▶ **What to work on**: Report each line from the listing that the string "channel" appears in.

▶ **Records shown**:
......

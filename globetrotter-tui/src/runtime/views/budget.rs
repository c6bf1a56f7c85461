use crate::app::{forms, App, View};
use crossterm::event::{KeyCode, KeyEvent};

use super::super::action_queue::{Action, ActionTx};
use super::{back_to_trip, edit_form_input, enqueue_action, is_ctrl};

pub(super) fn handle_budget_key(key: KeyEvent, app: &mut App, action_tx: &ActionTx) {
    let Some(trip_id) = app.budget.as_ref().map(|b| b.trip_id) else {
        back_to_trip(app);
        return;
    };

    match key.code {
        KeyCode::Char('j') | KeyCode::Down => app.select_next_budget_entry(),
        KeyCode::Char('k') | KeyCode::Up => app.select_previous_budget_entry(),
        KeyCode::Char('n') => app.open_budget_form(),
        KeyCode::Char('r') => enqueue_action(action_tx, Action::OpenBudget { trip_id }),
        KeyCode::Esc => back_to_trip(app),
        KeyCode::Char('q') | KeyCode::Char('Q') => app.quit(),
        _ => {}
    }
}

pub(super) fn handle_budget_form_key(key: KeyEvent, app: &mut App, action_tx: &ActionTx) {
    if is_ctrl(&key, 't') {
        app.budget_category = app.budget_category.next();
        return;
    }

    match key.code {
        KeyCode::Enter => {
            let Some(trip_id) = app.budget.as_ref().map(|b| b.trip_id) else {
                return;
            };
            match forms::budget_payload(&app.budget_form, app.budget_category) {
                Ok(entry) => {
                    app.budget_form.error = None;
                    enqueue_action(action_tx, Action::AddBudgetEntry { trip_id, entry });
                }
                Err(message) => app.budget_form.set_error(message),
            }
        }
        KeyCode::Esc => app.navigate_to(View::Budget),
        _ => {
            edit_form_input(key, &mut app.budget_form);
        }
    }
}

#[cfg(test)]
mod tests {
    use super::*;
    use crate::app::test_support::*;
    use crate::app::BudgetState;
    use crate::runtime::action_queue::channel;
    use crossterm::event::KeyModifiers;
    use globetrotter::domain::BudgetCategory;

    fn key(code: KeyCode) -> KeyEvent {
        KeyEvent::new(code, KeyModifiers::NONE)
    }

    fn budget_app() -> App {
        let mut app = app_with_detail();
        app.budget = Some(BudgetState {
            trip_id: 1,
            trip_name: "Portugal by train".into(),
            summary: Default::default(),
            entries: vec![],
            entry_index: 0,
        });
        app.navigate_to(View::Budget);
        app
    }

    #[test]
    fn entry_form_submits_with_chosen_category() {
        let mut app = budget_app();
        let (tx, mut rx) = channel();
        handle_budget_key(key(KeyCode::Char('n')), &mut app, &tx);
        assert_eq!(app.current_view, View::BudgetEntryForm);

        handle_budget_form_key(
            KeyEvent::new(KeyCode::Char('t'), KeyModifiers::CONTROL),
            &mut app,
            &tx,
        );
        for c in "42.5".chars() {
            handle_budget_form_key(key(KeyCode::Char(c)), &mut app, &tx);
        }
        handle_budget_form_key(key(KeyCode::Enter), &mut app, &tx);

        match rx.try_recv().ok() {
            Some(Action::AddBudgetEntry { trip_id, entry }) => {
                assert_eq!(trip_id, 1);
                assert_eq!(entry.amount, 42.5);
                assert_eq!(entry.category, BudgetCategory::Transport.next());
            }
            other => panic!("unexpected action: {:?}", other),
        }
    }

    #[test]
    fn invalid_amount_is_reported_inline() {
        let mut app = budget_app();
        app.open_budget_form();
        app.budget_form.set_value(forms::budget::AMOUNT, "lots");
        let (tx, mut rx) = channel();

        handle_budget_form_key(key(KeyCode::Enter), &mut app, &tx);

        assert!(rx.try_recv().is_err());
        assert_eq!(
            app.budget_form.error.as_deref(),
            Some("Amount must be a number")
        );
    }

    #[test]
    fn esc_walks_back_to_the_trip() {
        let mut app = budget_app();
        app.open_budget_form();
        let (tx, _rx) = channel();
        handle_budget_form_key(key(KeyCode::Esc), &mut app, &tx);
        assert_eq!(app.current_view, View::Budget);
        handle_budget_key(key(KeyCode::Esc), &mut app, &tx);
        assert_eq!(app.current_view, View::TripDetail);
    }
}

......

▶ **Answer space**:
    use crate::runtime::action_queue::channel;
        let (tx, mut rx) = channel();
        let (tx, mut rx) = channel();
        let (tx, _rx) = channel();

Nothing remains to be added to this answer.